Ces affirmations manifestent une ignorance délibérée de l’histoire et du rôle de la fonction publique dans notre société*, pour mieux esquiver le débat sur les enjeux en termes de cohésion sociale, de solidarités, de développement économique, d’effectivité des droits, de développement durable… Le cynisme de ceux qui prônent le démantèlement des services publics est consternant : ce sont justement eux qui profitent le plus des largesses de l’État français. Et il est généreux !
Ceux qui imposent le gel du point d’indice depuis 8 ans s’octroient des rémunérations conséquentes :
– 600 cadres de l’État, dont 150 au ministère des finances, gagnent plus de 150 000€ par an, l’équivalent du salaire du Président de la République (salaires négociés, hors grille indiciaire) ;
– 42 « autorités administratives indépendantes » ont été créées en 30 ans (CNIL, CSA …), dont bien des directeurs bénéficient de salaires eux aussi supérieurs à ceux du Président de la République…
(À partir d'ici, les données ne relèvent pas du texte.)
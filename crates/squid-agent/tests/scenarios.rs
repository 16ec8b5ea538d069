//! End-to-end identity scenarios through the wired agent.

#![allow(clippy::unwrap_used, clippy::expect_used)]

use assert_matches::assert_matches;
use squid_agent::{SquidAgent, SquidConfig, SwitchOutcome};
use squid_authorization::DenialKind;
use squid_core::time::HOUR_MS;
use squid_audit::FlagRequest;
use squid_core::{AuditOutcome, FlagType, IdentityType, PrivacyLevel, SecurityEvent, Severity};
use squid_ephemeral::StoreOptions;
use squid_identity::{IdentityError, RootAttributes, SubIdentityAttributes, ValidationError};
use squid_testkit::{ControllableClock, RecordingNotifier};
use std::sync::Arc;

fn agent_with(config: SquidConfig) -> (SquidAgent, ControllableClock) {
    squid_testkit::init_test_tracing();
    let clock = ControllableClock::new(1_700_000_000_000);
    let agent = SquidAgent::builder(config)
        .with_time(Arc::new(clock.clone()))
        .build()
        .unwrap();
    (agent, clock)
}

fn agent() -> (SquidAgent, ControllableClock) {
    agent_with(SquidConfig::default())
}

#[tokio::test]
async fn scenario_a_depth_limit_stops_second_level_creation() {
    let mut config = SquidConfig::default();
    config.identity.max_depth = 1;
    let (agent, _) = agent_with(config);
    let identities = agent.identities();

    let root = identities
        .bootstrap_root(RootAttributes::named("Alice"))
        .await
        .unwrap();
    assert_eq!(root.depth, 0);
    assert_eq!(root.privacy_level, PrivacyLevel::Public);
    assert!(!root.kyc.required);

    let dao = identities
        .create_sub_identity(&root.did, IdentityType::Dao, SubIdentityAttributes::named("Guild"))
        .await
        .unwrap();
    assert_eq!(dao.depth, 1);

    let enterprise = identities
        .create_sub_identity(
            &root.did,
            IdentityType::Enterprise,
            SubIdentityAttributes::named("Acme"),
        )
        .await
        .unwrap();
    let err = identities
        .create_sub_identity(&enterprise.did, IdentityType::Aid, SubIdentityAttributes::named("x"))
        .await
        .unwrap_err();
    assert_matches!(
        err.as_validation(),
        Some(ValidationError::DepthExceeded { .. })
    );

    let tree = identities.get_tree(&root.did).await.unwrap();
    assert_eq!(tree.len(), 3);
}

#[tokio::test]
async fn scenario_b_consentida_transfer_is_a_permission_denial() {
    let (agent, _) = agent();
    let root = agent
        .identities()
        .bootstrap_root(RootAttributes::named("Parent"))
        .await
        .unwrap();
    let minor = agent
        .identities()
        .create_sub_identity(
            &root.did,
            IdentityType::Consentida,
            SubIdentityAttributes::named("Kid"),
        )
        .await
        .unwrap();

    let decision = agent
        .authorize(&minor.did, Some("financial.transfer"), None)
        .await
        .unwrap();
    assert!(!decision.allowed);
    assert_eq!(decision.reason, "insufficient permissions");
    assert!(!matches!(decision.denial, Some(DenialKind::KycRequired { .. })));

    let log = agent.audit().entries(&minor.did).await.unwrap();
    assert_eq!(log.len(), 1);
    assert_eq!(log[0].outcome, AuditOutcome::Denied);
    assert_eq!(log[0].reason(), Some("insufficient permissions"));
}

#[tokio::test]
async fn scenario_c_aid_module_gate_and_purge_on_leave() {
    let (agent, _) = agent();
    let root = agent
        .identities()
        .bootstrap_root(RootAttributes::named("Alice"))
        .await
        .unwrap();
    let aid = agent
        .identities()
        .create_sub_identity(&root.did, IdentityType::Aid, SubIdentityAttributes::named("anon"))
        .await
        .unwrap();
    assert_eq!(aid.privacy_level, PrivacyLevel::Anonymous);

    assert!(!agent.authorize(&aid.did, None, Some("qsocial")).await.unwrap().allowed);
    assert!(!agent.authorize(&aid.did, None, Some("qindex")).await.unwrap().allowed);
    assert!(agent.authorize(&aid.did, None, Some("qlock")).await.unwrap().allowed);

    let report = agent.switch_identity(&aid.did).await;
    assert!(report.outcome.is_success());
    for key in ["session", "draft", "keys"] {
        agent
            .ephemeral()
            .store(key, b"secret", &aid.did, StoreOptions::new())
            .await
            .unwrap();
    }

    let report = agent.switch_identity(&root.did).await;
    assert_eq!(report.purged, 3);
    let stats = agent.ephemeral().get_storage_stats(&aid.did).await.unwrap();
    assert_eq!(stats.items, 0);
}

#[tokio::test]
async fn scenario_d_unapproved_kyc_denies_and_audits() {
    let (agent, _) = agent();
    let root = agent
        .identities()
        .bootstrap_root(RootAttributes::named("Alice"))
        .await
        .unwrap();
    let dao = agent
        .identities()
        .create_sub_identity(
            &root.did,
            IdentityType::Dao,
            SubIdentityAttributes::named("Guild").with_kyc_required(true),
        )
        .await
        .unwrap();
    assert!(dao.kyc.required && !dao.kyc.approved);

    for action in ["governance.vote", "financial.transaction"] {
        let decision = agent.authorize(&dao.did, Some(action), None).await.unwrap();
        assert!(!decision.allowed, "{action} should be denied");
        assert_eq!(decision.reason, "KYC verification required");
        assert_matches!(decision.denial, Some(DenialKind::KycRequired { .. }));
    }

    let log = agent.audit().entries(&dao.did).await.unwrap();
    let actions: Vec<_> = log.iter().map(|e| e.action.as_str()).collect();
    assert_eq!(actions, ["governance.vote", "financial.transaction"]);
    for entry in &log {
        assert_eq!(entry.outcome, AuditOutcome::Denied);
        assert_eq!(entry.reason(), Some("KYC verification required"));
    }

    agent.identities().approve_kyc(&dao.did).await.unwrap();
    let decision = agent
        .authorize(&dao.did, Some("governance.vote"), None)
        .await
        .unwrap();
    assert!(decision.allowed);
}

#[tokio::test]
async fn scenario_e_burst_of_actions_is_a_rate_anomaly() {
    let (agent, clock) = agent();
    let root = agent
        .identities()
        .bootstrap_root(RootAttributes::named("Alice"))
        .await
        .unwrap();

    for _ in 0..100 {
        agent
            .authorize(&root.did, Some("message.send"), Some("qmail"))
            .await
            .unwrap();
        clock.advance_ms(10);
    }

    let report = agent.scan_for_anomalies(&root.did, HOUR_MS).await.unwrap();
    assert_eq!(report.events_in_window, 100);
    let rate = report
        .matches
        .iter()
        .find(|m| m.pattern == FlagType::RateAnomaly)
        .expect("rate anomaly");
    assert!(!rate.evidence.is_empty());

    let log = agent.audit().entries(&root.did).await.unwrap();
    assert!(rate.evidence.iter().all(|id| log.iter().any(|e| &e.id == id)));
}

#[tokio::test]
async fn auto_flagged_anomalies_are_attached_to_the_identity() {
    let mut config = SquidConfig::default();
    config.audit.anomaly.auto_flag = true;
    let (agent, clock) = agent_with(config);
    let root = agent
        .identities()
        .bootstrap_root(RootAttributes::named("Alice"))
        .await
        .unwrap();
    for _ in 0..100 {
        agent
            .authorize(&root.did, Some("message.send"), None)
            .await
            .unwrap();
        clock.advance_ms(10);
    }

    let report = agent.scan_for_anomalies(&root.did, HOUR_MS).await.unwrap();
    assert!(!report.raised_flags.is_empty());
    let stored = agent.identities().get(&root.did).await.unwrap();
    for flag in &report.raised_flags {
        assert!(stored.security_flags.contains(flag));
    }
}

#[tokio::test]
async fn switching_to_a_missing_identity_reports_failure() {
    let (agent, clock) = agent();
    let ghost = squid_core::IdentityId::new("did:squid:ghost");

    let report = agent.switch_identity(&ghost).await;
    assert_matches!(report.outcome, SwitchOutcome::Failed { .. });
    assert_matches!(
        agent.identities().get(&ghost).await,
        Err(IdentityError::NotFound(_))
    );

    let feedback = agent.active_feedback().await.unwrap();
    assert_eq!(feedback.len(), 1);
    assert!(agent.dismiss_feedback(feedback[0].id));

    clock.advance_ms(10);
    assert!(agent.active_feedback().await.unwrap().is_empty());
}

#[tokio::test]
async fn sibling_probing_is_reported_as_a_coordinated_pattern() {
    squid_testkit::init_test_tracing();
    let clock = ControllableClock::new(1_700_000_000_000);
    let notifier = Arc::new(RecordingNotifier::new());
    let agent = SquidAgent::builder(SquidConfig::default())
        .with_time(Arc::new(clock.clone()))
        .with_notifier(notifier.clone())
        .build()
        .unwrap();
    let identities = agent.identities();
    let root = identities
        .bootstrap_root(RootAttributes::named("Parent"))
        .await
        .unwrap();
    let mut kids = Vec::new();
    for name in ["Kid A", "Kid B"] {
        let kid = identities
            .create_sub_identity(
                &root.did,
                IdentityType::Consentida,
                SubIdentityAttributes::named(name),
            )
            .await
            .unwrap();
        kids.push(kid.did);
    }
    let guild = identities
        .create_sub_identity(&root.did, IdentityType::Dao, SubIdentityAttributes::named("Guild"))
        .await
        .unwrap();

    for kid in &kids {
        for _ in 0..5 {
            let decision = agent
                .authorize(kid, Some("financial.transfer"), None)
                .await
                .unwrap();
            assert!(!decision.allowed);
            clock.advance_ms(100);
        }
    }
    agent
        .authorize(&guild.did, Some("content.read"), None)
        .await
        .unwrap();

    let mut scanned = kids.clone();
    scanned.push(guild.did.clone());
    let patterns = agent
        .audit()
        .detect_cross_identity_patterns(&scanned, 60_000)
        .await
        .unwrap();
    assert_eq!(patterns.len(), 1);
    assert_eq!(patterns[0].pattern, FlagType::ProbingSequence);
    assert_eq!(patterns[0].signature, "PROBING_SEQUENCE:financial.transfer");
    let mut expected = kids.clone();
    expected.sort();
    assert_eq!(patterns[0].identities, expected);
    assert_eq!(patterns[0].evidence.len(), 10);
    assert_matches!(
        notifier.events().as_slice(),
        [SecurityEvent::CoordinatedPattern { identities, .. }] if identities == &expected
    );

    // Flags raised 1 ms apart across a whole-minute mark still correlate.
    clock.set_ms(1_700_000_039_999);
    agent
        .raise_flag(FlagRequest::new(
            kids[0].clone(),
            FlagType::ProbingSequence,
            Severity::Medium,
            "repeated denied transfers",
        ))
        .await
        .unwrap();
    clock.advance_ms(1);
    agent
        .raise_flag(FlagRequest::new(
            kids[1].clone(),
            FlagType::ProbingSequence,
            Severity::Medium,
            "repeated denied transfers",
        ))
        .await
        .unwrap();

    let correlated = agent.audit().correlate_security_events(60_000).await.unwrap();
    assert_eq!(correlated.len(), 1);
    assert_eq!(correlated[0].identities, expected);
    assert_eq!(correlated[0].flags.len(), 2);
}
– 127 Préfets sur 250 sont sans affectation territoriale, et 75 n’ont aucune mission ;
– Le Conseil d’État comprend 320 membres (!) qui touchent environ 10 000 € par mois - et se font payer en plus pour les conseils juridiques qu’ils donnent aux institutions étatiques, alors que c’est le rôle même du Conseil d’État ;
Ceux qui veulent la fin du statut de fonctionnaire sont ceux qui en profitent le plus. Ceux qui prônent la flexibilité sont ceux qui se préparent de discrets parachutes. En effet, la disponibilité, limitée à 9 ans pour un simple fonctionnaire, est illimitée pour d’autres ! Ainsi, il est possible d’aller travailler dans des cabinets d’avocats d’affaires ou des entreprises privées, et de retrouver ensuite son poste dans la fonction publique. Ces allers-retours favorisent les conflits d’intérêt et les délits d’initiés.
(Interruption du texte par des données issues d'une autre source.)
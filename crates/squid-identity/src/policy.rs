//! Type-specific creation policy
//!
//! Validation and construction of new tree nodes. Child nodes inherit
//! `root_id`, `path` and the root's `max_depth`; everything else comes from
//! the child type's defaults unless the caller overrides it.

use crate::error::ValidationError;
use indexmap::IndexSet;
use squid_core::{
    CreationRules, Identity, IdentityId, IdentityStatus, IdentityType, KycStatus, PhysicalTime,
    PrivacyLevel,
};
use std::collections::BTreeSet;

/// Attributes supplied when bootstrapping a root.
#[derive(Debug, Clone, Default)]
pub struct RootAttributes {
    /// Display name
    pub name: String,
    /// Explicit DID; minted when absent
    pub did: Option<IdentityId>,
    /// Maximum depth of the tree; config default when absent
    pub max_depth: Option<u8>,
    /// Override the default PUBLIC privacy level
    pub privacy_level: Option<PrivacyLevel>,
    /// Override the default (not required) KYC requirement
    pub kyc_required: Option<bool>,
}

impl RootAttributes {
    /// Root attributes with a display name and all defaults
    pub fn named(name: impl Into<String>) -> Self {
        Self {
            name: name.into(),
            ..Self::default()
        }
    }
}

/// Attributes supplied when creating a sub-identity.
#[derive(Debug, Clone, Default)]
pub struct SubIdentityAttributes {
    /// Display name
    pub name: String,
    /// Override the type's default privacy level
    pub privacy_level: Option<PrivacyLevel>,
    /// Override the type's default KYC requirement
    pub kyc_required: Option<bool>,
}

impl SubIdentityAttributes {
    /// Sub-identity attributes with a display name and all defaults
    pub fn named(name: impl Into<String>) -> Self {
        Self {
            name: name.into(),
            ..Self::default()
        }
    }

    /// Set the privacy level
    pub fn with_privacy(mut self, level: PrivacyLevel) -> Self {
        self.privacy_level = Some(level);
        self
    }

    /// Set the KYC requirement
    pub fn with_kyc_required(mut self, required: bool) -> Self {
        self.kyc_required = Some(required);
        self
    }
}

/// Check whether `parent` may create a child of `child_type`.
pub fn validate_child(parent: &Identity, child_type: IdentityType) -> Result<(), ValidationError> {
    let requested = parent.depth.saturating_add(1);
    let max_depth = parent.creation_rules.max_depth;
    if requested > max_depth {
        return Err(ValidationError::DepthExceeded {
            parent: parent.did.clone(),
            requested,
            max_depth,
        });
    }

    if child_type == IdentityType::Root
        || !parent.creation_rules.allowed_child_types.contains(&child_type)
    {
        return Err(ValidationError::TypeNotAllowed {
            parent_type: parent.identity_type,
            requested: child_type,
        });
    }

    if parent.status != IdentityStatus::Active {
        return Err(ValidationError::ParentInactive {
            parent: parent.did.clone(),
            status: parent.status,
        });
    }

    Ok(())
}

/// Build a new root identity.
pub fn build_root(attrs: RootAttributes, default_max_depth: u8, now: PhysicalTime) -> Identity {
    let did = attrs.did.unwrap_or_else(IdentityId::generate);
    let max_depth = attrs.max_depth.unwrap_or(default_max_depth);
    let kind = IdentityType::Root;
    Identity {
        root_id: did.clone(),
        did,
        name: attrs.name,
        identity_type: kind,
        parent_id: None,
        children: IndexSet::new(),
        depth: 0,
        path: Vec::new(),
        governance_level: kind.default_governance(),
        creation_rules: CreationRules::for_type(kind, max_depth),
        status: IdentityStatus::Active,
        privacy_level: attrs.privacy_level.unwrap_or(kind.default_privacy()),
        kyc: KycStatus::new(attrs.kyc_required.unwrap_or(kind.requires_kyc_by_default())),
        security_flags: BTreeSet::new(),
        created_at: now,
        updated_at: now,
        last_used: now,
    }
}

/// Build a child of `parent`. Call [`validate_child`] first.
pub fn build_child(
    parent: &Identity,
    child_type: IdentityType,
    attrs: SubIdentityAttributes,
    now: PhysicalTime,
) -> Identity {
    let mut path = parent.path.clone();
    path.push(parent.did.clone());
    let rules = CreationRules::for_type(child_type, parent.creation_rules.max_depth);
    let kyc_required = attrs
        .kyc_required
        .unwrap_or(child_type.requires_kyc_by_default());

    Identity {
        did: IdentityId::generate(),
        name: attrs.name,
        identity_type: child_type,
        parent_id: Some(parent.did.clone()),
        root_id: parent.root_id.clone(),
        children: IndexSet::new(),
        depth: parent.depth + 1,
        path,
        governance_level: child_type.default_governance(),
        creation_rules: rules,
        status: IdentityStatus::Active,
        privacy_level: attrs
            .privacy_level
            .unwrap_or(child_type.default_privacy()),
        kyc: KycStatus::new(kyc_required),
        security_flags: BTreeSet::new(),
        created_at: now,
        updated_at: now,
        last_used: now,
    }
}

#[cfg(test)]
mod tests {
    use super::*;
    use squid_core::GovernanceLevel;

    fn root(max_depth: u8) -> Identity {
        build_root(
            RootAttributes {
                max_depth: Some(max_depth),
                ..RootAttributes::named("root")
            },
            3,
            PhysicalTime::from_millis(1),
        )
    }

    #[test]
    fn child_inherits_position() {
        let root = root(3);
        let child = build_child(
            &root,
            IdentityType::Dao,
            SubIdentityAttributes::named("dao"),
            PhysicalTime::from_millis(2),
        );
        assert_eq!(child.depth, 1);
        assert_eq!(child.path, vec![root.did.clone()]);
        assert_eq!(child.root_id, root.did);
        assert_eq!(child.creation_rules.max_depth, 3);
        assert_eq!(child.governance_level, GovernanceLevel::Dao);
        assert!(child.kyc.required);
    }

    #[test]
    fn depth_is_checked_before_type() {
        let mut parent = root(1);
        parent.depth = 1;
        let err = validate_child(&parent, IdentityType::Root).unwrap_err();
        assert!(matches!(err, ValidationError::DepthExceeded { requested: 2, .. }));
    }

    #[test]
    fn root_cannot_be_a_child() {
        let err = validate_child(&root(3), IdentityType::Root).unwrap_err();
        assert!(matches!(err, ValidationError::TypeNotAllowed { .. }));
    }

    #[test]
    fn suspended_parent_rejected() {
        let mut parent = root(3);
        parent.status = IdentityStatus::Suspended;
        let err = validate_child(&parent, IdentityType::Aid).unwrap_err();
        assert!(matches!(err, ValidationError::ParentInactive { .. }));
    }
}
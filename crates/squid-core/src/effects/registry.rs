//! Module registry interface
//!
//! The privacy-level gate only needs to know which category a module id
//! belongs to; the list itself comes from the host application.

use crate::errors::RegistryError;
use serde::{Deserialize, Serialize};

/// Coarse module classification used by the privacy gate.
#[derive(Debug, Clone, Copy, PartialEq, Eq, Hash, Serialize, Deserialize)]
#[serde(rename_all = "snake_case")]
pub enum ModuleCategory {
    /// Mail, chat
    Communication,
    /// Drive, media
    Storage,
    /// Marketplace (financial and identity-disclosing)
    Marketplace,
    /// Wallet, payments
    Financial,
    /// Social graph (identity-disclosing)
    Social,
    /// Public index (identity-disclosing)
    Index,
    /// Encryption, consent, audit
    Privacy,
    /// Networking and plumbing
    Infrastructure,
}

/// One module known to the host.
#[derive(Debug, Clone, PartialEq, Eq, Serialize, Deserialize)]
pub struct ModuleDescriptor {
    /// Module id, e.g. `qmail`
    pub id: String,
    /// Classification
    pub category: ModuleCategory,
}

impl ModuleDescriptor {
    /// Create a descriptor
    pub fn new(id: impl Into<String>, category: ModuleCategory) -> Self {
        Self {
            id: id.into(),
            category,
        }
    }

    /// Using the module reveals who the identity is.
    pub fn discloses_identity(&self) -> bool {
        matches!(
            self.category,
            ModuleCategory::Social | ModuleCategory::Index | ModuleCategory::Marketplace
        )
    }

    /// Module moves value.
    pub fn is_financial(&self) -> bool {
        matches!(
            self.category,
            ModuleCategory::Financial | ModuleCategory::Marketplace
        )
    }
}

/// Source of known module ids.
pub trait ModuleRegistry: Send + Sync {
    /// Every known module.
    fn modules(&self) -> Result<Vec<ModuleDescriptor>, RegistryError>;

    /// Look up one module by id.
    fn lookup(&self, id: &str) -> Result<Option<ModuleDescriptor>, RegistryError> {
        Ok(self.modules()?.into_iter().find(|m| m.id == id))
    }
}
– Le décret de 1991 autorisant les anciens ministres à s’inscrire comme avocats au barreau sans passer l’examen leur permet de travailler dans des cabinets d’avocats d’affaires, où ils peuvent utiliser leurs réseaux et indiquer les failles des lois qu’ils ont fait voter (Jean-François Copé, Dominique de Villepin, Rachida Dati, Noël Mamère, Pierre Joxe par exemple) ;
– Emmanuel Macron, lors de son passage chez Rothschild, a gagné 2,8 millions d’euros brut pour avoir favorisé la fusion Nestlé-Pfizer - qui a eu pour conséquence des licenciements…, puis a fait la carrière que l’on connaît ;
– Muriel Pénicaud a gagné 4,74 millions d’euros net chez Danone, dont 1,13 million grâce à la hausse des actions du groupe suite à l’annonce d’un plan social qu’elle avait élaboré en tant que DRH…, puis est devenue présidente du Conseil national Éducation économie (CNEE) et de Business France (agence nationale au service de l’internationalisation de l’économie française), pour prendre ensuite le poste de ministre du travail ;
– François Hollande s’est fait détacher de la Cour des comptes durant... 25 ans au total, mais il aura tout de même droit à une retraite de quelques 3400 € en tant qu’ancien conseiller.
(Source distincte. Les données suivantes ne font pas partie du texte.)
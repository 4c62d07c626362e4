//! Tensor shape algebra
//!
//! Pure functions over dimension lists. Broadcasting follows the
//! right-aligned convention: trailing dimensions are compared first, and two
//! dimensions are compatible iff they are equal or either is 1.

use thiserror::Error;

/// Shape-level failures, surfaced as `IncompatibleShapes` diagnostics
#[derive(Error, Debug, Clone, PartialEq, Eq)]
pub enum ShapeError {
    #[error("incompatible shapes {lhs:?} and {rhs:?}")]
    IncompatibleShapes { lhs: Vec<u64>, rhs: Vec<u64> },

    #[error("tile size must be non-zero in dimension {dim}")]
    ZeroTile { dim: usize },
}

/// Exact shape equality: same rank, same dimensions
pub fn shapes_equal(a: &[u64], b: &[u64]) -> bool {
    a == b
}

/// Whether two shapes broadcast together
pub fn is_broadcastable(a: &[u64], b: &[u64]) -> bool {
    a.iter()
        .rev()
        .zip(b.iter().rev())
        .all(|(&x, &y)| x == y || x == 1 || y == 1)
}

/// The shape produced by broadcasting `a` against `b`
pub fn compute_broadcast_shape(a: &[u64], b: &[u64]) -> Result<Vec<u64>, ShapeError> {
    if !is_broadcastable(a, b) {
        return Err(ShapeError::IncompatibleShapes {
            lhs: a.to_vec(),
            rhs: b.to_vec(),
        });
    }

    let rank = a.len().max(b.len());
    let mut out = vec![0u64; rank];
    for i in 0..rank {
        let x = if i < a.len() { a[a.len() - 1 - i] } else { 1 };
        let y = if i < b.len() { b[b.len() - 1 - i] } else { 1 };
        out[rank - 1 - i] = x.max(y);
    }
    Ok(out)
}

/// Per-dimension tiling check: every dimension of `shape` divides evenly
/// into the corresponding tile size. Rank mismatch is simply not divisible;
/// a zero tile is a caller error.
pub fn is_shape_divisible_by(shape: &[u64], tile: &[u64]) -> Result<bool, ShapeError> {
    if let Some(dim) = tile.iter().position(|&t| t == 0) {
        return Err(ShapeError::ZeroTile { dim });
    }
    if shape.len() != tile.len() {
        return Ok(false);
    }
    Ok(shape.iter().zip(tile.iter()).all(|(&s, &t)| s % t == 0))
}

#[cfg(test)]
mod tests {
    use super::*;
    use pretty_assertions::assert_eq;

    #[test]
    fn broadcast_with_ones() {
        assert!(is_broadcastable(&[8, 1, 32], &[1, 16, 32]));
        assert_eq!(
            compute_broadcast_shape(&[8, 1, 32], &[1, 16, 32]).unwrap(),
            vec![8, 16, 32]
        );
    }

    #[test]
    fn broadcast_rejects_mismatched_dims() {
        assert!(!is_broadcastable(&[7, 16, 33], &[8, 16, 32]));
        assert_eq!(
            compute_broadcast_shape(&[7, 16, 33], &[8, 16, 32]),
            Err(ShapeError::IncompatibleShapes {
                lhs: vec![7, 16, 33],
                rhs: vec![8, 16, 32],
            })
        );
    }

    #[test]
    fn broadcast_right_aligns_different_ranks() {
        assert!(is_broadcastable(&[16, 32], &[4, 1, 32]));
        assert_eq!(
            compute_broadcast_shape(&[16, 32], &[4, 1, 32]).unwrap(),
            vec![4, 16, 32]
        );
        // scalar against anything
        assert_eq!(
            compute_broadcast_shape(&[], &[3, 5]).unwrap(),
            vec![3, 5]
        );
    }

    #[test]
    fn shape_equality() {
        assert!(shapes_equal(&[2, 3], &[2, 3]));
        assert!(!shapes_equal(&[2, 3], &[3, 2]));
        assert!(!shapes_equal(&[2, 3], &[2, 3, 1]));
    }

    #[test]
    fn tiling_divisibility() {
        assert_eq!(is_shape_divisible_by(&[8, 16], &[4, 4]), Ok(true));
        assert_eq!(is_shape_divisible_by(&[8, 18], &[4, 4]), Ok(false));
        assert_eq!(is_shape_divisible_by(&[8, 16], &[4]), Ok(false));
        assert_eq!(
            is_shape_divisible_by(&[8, 16], &[4, 0]),
            Err(ShapeError::ZeroTile { dim: 1 })
        );
    }
}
Ceux qui veulent appauvrir l’Éducation, intensifier le tri social à l’université via Parcours Sup’, augmenter les frais d’inscription à l’université, bénéficient des largesses du système universitaire :
Ils sont presque tous passés par l’ENA, où l’on est payé 2 800 euros par mois pour étudier. Mais pour pallier la crise de recrutement des enseignants, ils envisagent de faire travailler un étudiant de L3 à raison de 9h de cours par semaine pour 750 euros...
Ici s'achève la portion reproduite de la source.